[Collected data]
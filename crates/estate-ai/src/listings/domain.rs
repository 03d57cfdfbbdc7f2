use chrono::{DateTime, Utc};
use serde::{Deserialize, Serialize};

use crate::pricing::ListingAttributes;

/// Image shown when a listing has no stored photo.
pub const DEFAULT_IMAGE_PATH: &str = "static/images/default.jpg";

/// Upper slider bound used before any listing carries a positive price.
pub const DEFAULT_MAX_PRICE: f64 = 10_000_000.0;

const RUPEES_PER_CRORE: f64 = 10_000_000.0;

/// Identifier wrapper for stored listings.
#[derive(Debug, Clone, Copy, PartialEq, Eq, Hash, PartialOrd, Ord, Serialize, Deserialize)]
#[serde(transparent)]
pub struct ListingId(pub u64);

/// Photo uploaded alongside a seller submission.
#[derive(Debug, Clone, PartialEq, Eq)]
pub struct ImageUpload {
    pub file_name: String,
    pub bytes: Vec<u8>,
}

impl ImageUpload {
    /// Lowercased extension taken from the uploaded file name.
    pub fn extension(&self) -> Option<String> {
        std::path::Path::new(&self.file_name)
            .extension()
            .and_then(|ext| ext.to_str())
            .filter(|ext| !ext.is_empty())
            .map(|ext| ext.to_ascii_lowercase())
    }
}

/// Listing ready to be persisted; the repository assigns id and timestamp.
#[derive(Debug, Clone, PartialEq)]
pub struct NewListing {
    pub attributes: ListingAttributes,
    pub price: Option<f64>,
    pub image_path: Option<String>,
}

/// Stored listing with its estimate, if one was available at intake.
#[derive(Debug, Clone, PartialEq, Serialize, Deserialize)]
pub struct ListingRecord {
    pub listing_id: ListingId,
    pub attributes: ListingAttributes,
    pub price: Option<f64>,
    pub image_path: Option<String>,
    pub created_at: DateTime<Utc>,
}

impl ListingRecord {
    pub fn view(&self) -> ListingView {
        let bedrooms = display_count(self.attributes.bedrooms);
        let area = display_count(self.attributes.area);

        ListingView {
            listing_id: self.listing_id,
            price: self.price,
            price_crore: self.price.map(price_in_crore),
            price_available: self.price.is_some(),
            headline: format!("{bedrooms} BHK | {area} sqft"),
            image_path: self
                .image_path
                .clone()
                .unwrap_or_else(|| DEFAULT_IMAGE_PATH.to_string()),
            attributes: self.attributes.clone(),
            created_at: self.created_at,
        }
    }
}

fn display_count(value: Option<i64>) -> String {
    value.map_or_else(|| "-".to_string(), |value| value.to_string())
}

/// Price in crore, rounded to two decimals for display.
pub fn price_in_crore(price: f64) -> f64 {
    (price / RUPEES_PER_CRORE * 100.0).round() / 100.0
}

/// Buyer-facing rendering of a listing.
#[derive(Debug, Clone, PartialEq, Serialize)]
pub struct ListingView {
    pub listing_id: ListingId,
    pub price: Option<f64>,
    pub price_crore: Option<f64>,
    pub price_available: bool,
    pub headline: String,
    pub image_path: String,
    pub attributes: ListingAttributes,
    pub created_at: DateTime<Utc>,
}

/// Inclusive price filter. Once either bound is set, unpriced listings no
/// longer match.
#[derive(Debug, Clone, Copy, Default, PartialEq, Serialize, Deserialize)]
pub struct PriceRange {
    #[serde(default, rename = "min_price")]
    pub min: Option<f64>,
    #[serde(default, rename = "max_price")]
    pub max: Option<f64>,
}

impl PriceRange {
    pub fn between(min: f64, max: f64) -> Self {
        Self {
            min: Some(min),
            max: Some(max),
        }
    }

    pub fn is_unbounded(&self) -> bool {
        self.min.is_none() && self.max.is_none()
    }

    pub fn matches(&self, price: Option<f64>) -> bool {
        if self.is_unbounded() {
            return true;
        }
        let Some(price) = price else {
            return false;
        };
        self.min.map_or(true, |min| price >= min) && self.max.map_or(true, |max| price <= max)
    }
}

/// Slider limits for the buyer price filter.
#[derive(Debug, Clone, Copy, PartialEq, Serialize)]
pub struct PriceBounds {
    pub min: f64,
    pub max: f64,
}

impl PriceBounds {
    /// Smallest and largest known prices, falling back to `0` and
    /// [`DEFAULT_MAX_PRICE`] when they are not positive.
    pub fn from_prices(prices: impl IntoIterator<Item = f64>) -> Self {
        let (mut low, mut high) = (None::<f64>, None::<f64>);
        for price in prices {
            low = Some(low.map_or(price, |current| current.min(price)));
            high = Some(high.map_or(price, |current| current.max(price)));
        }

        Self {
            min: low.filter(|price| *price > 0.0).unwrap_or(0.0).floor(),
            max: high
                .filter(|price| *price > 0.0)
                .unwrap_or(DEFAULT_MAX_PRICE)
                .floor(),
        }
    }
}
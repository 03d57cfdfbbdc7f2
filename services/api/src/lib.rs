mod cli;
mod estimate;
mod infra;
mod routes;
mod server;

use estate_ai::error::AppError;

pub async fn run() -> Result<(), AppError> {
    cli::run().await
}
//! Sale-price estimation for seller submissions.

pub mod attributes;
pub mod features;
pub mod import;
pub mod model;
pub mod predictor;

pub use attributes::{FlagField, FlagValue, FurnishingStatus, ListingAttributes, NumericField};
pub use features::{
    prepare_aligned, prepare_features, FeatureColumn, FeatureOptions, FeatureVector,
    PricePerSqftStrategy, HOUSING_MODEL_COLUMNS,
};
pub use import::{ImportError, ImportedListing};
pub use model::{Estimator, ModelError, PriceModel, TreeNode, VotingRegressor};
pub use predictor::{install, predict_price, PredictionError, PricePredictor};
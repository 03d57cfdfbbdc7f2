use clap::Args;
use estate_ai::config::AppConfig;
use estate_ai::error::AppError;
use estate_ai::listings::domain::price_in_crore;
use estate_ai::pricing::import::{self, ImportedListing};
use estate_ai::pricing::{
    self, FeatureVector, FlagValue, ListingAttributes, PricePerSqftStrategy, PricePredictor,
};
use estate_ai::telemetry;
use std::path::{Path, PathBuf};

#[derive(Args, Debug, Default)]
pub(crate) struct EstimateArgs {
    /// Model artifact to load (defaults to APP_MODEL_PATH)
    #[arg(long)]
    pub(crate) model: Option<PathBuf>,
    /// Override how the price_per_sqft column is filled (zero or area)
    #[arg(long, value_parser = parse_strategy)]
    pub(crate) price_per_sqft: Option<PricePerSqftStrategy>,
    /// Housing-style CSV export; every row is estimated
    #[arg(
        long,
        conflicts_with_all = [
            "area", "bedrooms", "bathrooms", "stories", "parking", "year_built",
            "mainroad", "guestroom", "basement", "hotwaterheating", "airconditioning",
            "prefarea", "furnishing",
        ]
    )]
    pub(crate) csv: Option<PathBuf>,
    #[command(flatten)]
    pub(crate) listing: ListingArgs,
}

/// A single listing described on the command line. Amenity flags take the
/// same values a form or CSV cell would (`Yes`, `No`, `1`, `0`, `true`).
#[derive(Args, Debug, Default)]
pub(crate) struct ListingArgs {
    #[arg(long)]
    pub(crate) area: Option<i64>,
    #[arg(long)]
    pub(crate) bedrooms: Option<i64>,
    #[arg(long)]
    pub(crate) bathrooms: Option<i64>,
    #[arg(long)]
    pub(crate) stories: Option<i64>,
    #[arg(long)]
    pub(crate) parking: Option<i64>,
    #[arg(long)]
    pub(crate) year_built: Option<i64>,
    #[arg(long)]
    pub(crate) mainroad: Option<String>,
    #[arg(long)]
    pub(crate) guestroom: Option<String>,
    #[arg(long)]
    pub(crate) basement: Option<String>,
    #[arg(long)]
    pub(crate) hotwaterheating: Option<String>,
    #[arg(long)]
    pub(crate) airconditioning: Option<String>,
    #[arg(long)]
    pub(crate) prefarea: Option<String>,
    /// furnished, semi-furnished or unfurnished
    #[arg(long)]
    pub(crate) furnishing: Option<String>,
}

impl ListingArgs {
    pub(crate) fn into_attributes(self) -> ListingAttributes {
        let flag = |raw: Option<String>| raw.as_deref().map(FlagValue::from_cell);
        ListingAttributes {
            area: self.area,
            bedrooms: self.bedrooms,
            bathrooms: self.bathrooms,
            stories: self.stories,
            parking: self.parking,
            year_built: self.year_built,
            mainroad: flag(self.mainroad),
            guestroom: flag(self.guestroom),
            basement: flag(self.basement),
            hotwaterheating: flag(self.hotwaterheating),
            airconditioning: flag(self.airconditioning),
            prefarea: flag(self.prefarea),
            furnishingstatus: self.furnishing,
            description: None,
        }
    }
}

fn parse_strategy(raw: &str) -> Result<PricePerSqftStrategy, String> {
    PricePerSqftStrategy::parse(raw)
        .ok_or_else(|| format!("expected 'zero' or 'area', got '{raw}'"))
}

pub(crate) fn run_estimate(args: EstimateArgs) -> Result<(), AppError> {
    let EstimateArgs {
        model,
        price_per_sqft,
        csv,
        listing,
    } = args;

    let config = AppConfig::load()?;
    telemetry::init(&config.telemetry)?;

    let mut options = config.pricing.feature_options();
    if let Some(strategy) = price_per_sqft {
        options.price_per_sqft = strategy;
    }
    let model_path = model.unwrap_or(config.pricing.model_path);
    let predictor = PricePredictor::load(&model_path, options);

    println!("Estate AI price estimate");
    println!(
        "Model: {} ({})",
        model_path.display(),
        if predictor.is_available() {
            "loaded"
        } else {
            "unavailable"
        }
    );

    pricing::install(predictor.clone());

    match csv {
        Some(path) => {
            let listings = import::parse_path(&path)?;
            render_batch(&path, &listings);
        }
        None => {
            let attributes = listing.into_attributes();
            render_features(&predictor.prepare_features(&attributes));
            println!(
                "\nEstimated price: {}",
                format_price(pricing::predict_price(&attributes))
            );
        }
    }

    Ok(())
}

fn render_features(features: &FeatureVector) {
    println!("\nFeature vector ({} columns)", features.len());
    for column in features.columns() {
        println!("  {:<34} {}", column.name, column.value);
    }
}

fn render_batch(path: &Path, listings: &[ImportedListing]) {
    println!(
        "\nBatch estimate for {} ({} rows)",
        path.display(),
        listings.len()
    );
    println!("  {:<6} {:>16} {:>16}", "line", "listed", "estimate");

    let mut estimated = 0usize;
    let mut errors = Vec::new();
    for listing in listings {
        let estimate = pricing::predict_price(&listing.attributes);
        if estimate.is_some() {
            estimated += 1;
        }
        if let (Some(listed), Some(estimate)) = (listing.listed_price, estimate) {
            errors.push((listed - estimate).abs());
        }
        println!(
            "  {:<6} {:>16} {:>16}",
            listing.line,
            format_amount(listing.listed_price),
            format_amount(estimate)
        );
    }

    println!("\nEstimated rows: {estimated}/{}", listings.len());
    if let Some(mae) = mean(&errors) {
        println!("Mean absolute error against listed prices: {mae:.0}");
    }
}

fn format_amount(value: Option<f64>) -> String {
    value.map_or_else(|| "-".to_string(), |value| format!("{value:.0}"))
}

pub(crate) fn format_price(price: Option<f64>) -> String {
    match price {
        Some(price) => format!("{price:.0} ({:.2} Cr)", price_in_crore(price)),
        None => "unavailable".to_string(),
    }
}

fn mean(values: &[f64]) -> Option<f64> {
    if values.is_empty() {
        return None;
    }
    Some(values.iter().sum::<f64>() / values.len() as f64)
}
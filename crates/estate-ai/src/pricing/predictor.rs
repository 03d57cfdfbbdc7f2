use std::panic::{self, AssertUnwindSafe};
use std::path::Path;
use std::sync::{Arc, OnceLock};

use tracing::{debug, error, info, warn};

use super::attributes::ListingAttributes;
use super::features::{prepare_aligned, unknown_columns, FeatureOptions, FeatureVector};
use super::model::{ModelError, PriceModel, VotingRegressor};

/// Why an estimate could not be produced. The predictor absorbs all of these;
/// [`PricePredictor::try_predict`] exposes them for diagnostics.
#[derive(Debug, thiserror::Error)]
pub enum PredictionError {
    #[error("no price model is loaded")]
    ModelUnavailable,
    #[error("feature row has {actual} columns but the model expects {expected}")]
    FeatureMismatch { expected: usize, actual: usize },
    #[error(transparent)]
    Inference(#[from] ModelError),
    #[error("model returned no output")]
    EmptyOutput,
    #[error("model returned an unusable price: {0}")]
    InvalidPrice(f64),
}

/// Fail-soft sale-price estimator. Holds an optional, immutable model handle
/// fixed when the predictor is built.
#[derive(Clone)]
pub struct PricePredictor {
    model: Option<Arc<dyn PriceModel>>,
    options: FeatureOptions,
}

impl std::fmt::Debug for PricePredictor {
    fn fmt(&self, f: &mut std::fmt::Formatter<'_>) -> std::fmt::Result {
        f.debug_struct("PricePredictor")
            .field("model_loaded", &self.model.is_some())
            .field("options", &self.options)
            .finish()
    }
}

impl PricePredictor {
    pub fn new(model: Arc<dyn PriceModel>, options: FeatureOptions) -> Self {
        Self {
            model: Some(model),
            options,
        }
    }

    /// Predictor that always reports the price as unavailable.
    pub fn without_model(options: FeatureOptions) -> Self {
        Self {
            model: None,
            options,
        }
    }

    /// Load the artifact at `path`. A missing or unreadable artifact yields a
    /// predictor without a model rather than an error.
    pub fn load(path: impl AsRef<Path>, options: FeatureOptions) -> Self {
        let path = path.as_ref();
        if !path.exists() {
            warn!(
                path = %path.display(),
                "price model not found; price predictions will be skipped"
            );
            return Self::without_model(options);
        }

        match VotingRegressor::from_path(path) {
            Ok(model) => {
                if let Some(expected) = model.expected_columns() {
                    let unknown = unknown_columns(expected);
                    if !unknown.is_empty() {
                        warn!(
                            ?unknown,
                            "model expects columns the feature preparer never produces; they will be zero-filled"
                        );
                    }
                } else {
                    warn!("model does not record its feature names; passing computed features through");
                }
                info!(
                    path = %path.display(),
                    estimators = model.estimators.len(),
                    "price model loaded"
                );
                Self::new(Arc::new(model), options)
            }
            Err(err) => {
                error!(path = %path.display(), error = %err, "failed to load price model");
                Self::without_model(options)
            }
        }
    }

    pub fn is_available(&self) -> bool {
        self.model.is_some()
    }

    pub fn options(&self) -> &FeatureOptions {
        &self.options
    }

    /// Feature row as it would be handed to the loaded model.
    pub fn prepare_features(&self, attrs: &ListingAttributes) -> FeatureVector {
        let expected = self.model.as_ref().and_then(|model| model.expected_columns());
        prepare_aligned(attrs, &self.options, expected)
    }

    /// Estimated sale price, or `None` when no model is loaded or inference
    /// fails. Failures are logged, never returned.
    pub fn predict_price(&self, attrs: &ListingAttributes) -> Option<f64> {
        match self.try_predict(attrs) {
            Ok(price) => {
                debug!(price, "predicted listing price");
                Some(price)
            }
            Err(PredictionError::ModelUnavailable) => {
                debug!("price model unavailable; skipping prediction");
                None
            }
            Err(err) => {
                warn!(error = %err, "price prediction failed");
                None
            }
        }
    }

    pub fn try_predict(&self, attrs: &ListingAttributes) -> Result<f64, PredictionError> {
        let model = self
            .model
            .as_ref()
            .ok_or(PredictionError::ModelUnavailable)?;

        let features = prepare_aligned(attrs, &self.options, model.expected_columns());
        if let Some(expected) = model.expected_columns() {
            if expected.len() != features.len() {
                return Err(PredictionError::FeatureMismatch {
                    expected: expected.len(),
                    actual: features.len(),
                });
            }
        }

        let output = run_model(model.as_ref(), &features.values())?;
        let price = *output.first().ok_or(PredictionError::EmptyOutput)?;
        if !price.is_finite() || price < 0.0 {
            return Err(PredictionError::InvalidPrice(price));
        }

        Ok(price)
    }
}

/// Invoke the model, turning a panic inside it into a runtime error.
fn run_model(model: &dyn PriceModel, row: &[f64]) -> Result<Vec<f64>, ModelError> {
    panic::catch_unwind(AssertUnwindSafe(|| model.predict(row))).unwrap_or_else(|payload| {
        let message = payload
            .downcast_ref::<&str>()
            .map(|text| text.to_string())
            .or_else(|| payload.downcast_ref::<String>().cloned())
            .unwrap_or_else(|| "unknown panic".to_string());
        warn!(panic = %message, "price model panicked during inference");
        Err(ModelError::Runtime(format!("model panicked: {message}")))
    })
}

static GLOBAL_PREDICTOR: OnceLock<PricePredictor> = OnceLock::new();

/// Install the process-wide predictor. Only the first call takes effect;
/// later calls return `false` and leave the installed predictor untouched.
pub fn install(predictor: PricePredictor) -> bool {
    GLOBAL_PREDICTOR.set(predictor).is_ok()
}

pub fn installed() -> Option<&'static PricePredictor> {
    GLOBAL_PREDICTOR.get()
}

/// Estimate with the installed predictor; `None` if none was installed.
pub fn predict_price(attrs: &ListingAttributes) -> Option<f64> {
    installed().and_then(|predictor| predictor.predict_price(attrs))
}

Task goal |
Output, exactly and in full, the lines from the start of the entries above through the line that contains "id and timestamp.".

Response area |
filename crates/estate-ai/src/listings/domain.rs
repository 03d57cfdfbbdc7f2
use chrono::{DateTime, Utc};
use serde::{Deserialize, Serialize};

use crate::pricing::ListingAttributes;

/// Image shown when a listing has no stored photo.
pub const DEFAULT_IMAGE_PATH: &str = "static/images/default.jpg";

/// Upper slider bound used before any listing carries a positive price.
pub const DEFAULT_MAX_PRICE: f64 = 10_000_000.0;

const RUPEES_PER_CRORE: f64 = 10_000_000.0;

/// Identifier wrapper for stored listings.
#[derive(Debug, Clone, Copy, PartialEq, Eq, Hash, PartialOrd, Ord, Serialize, Deserialize)]
#[serde(transparent)]
pub struct ListingId(pub u64);

/// Photo uploaded alongside a seller submission.
#[derive(Debug, Clone, PartialEq, Eq)]
pub struct ImageUpload {
    pub file_name: String,
    pub bytes: Vec<u8>,
}

impl ImageUpload {
    /// Lowercased extension taken from the uploaded file name.
    pub fn extension(&self) -> Option<String> {
        std::path::Path::new(&self.file_name)
            .extension()
            .and_then(|ext| ext.to_str())
            .filter(|ext| !ext.is_empty())
            .map(|ext| ext.to_ascii_lowercase())
    }
}

/// Listing ready to be persisted; the repository assigns id and timestamp.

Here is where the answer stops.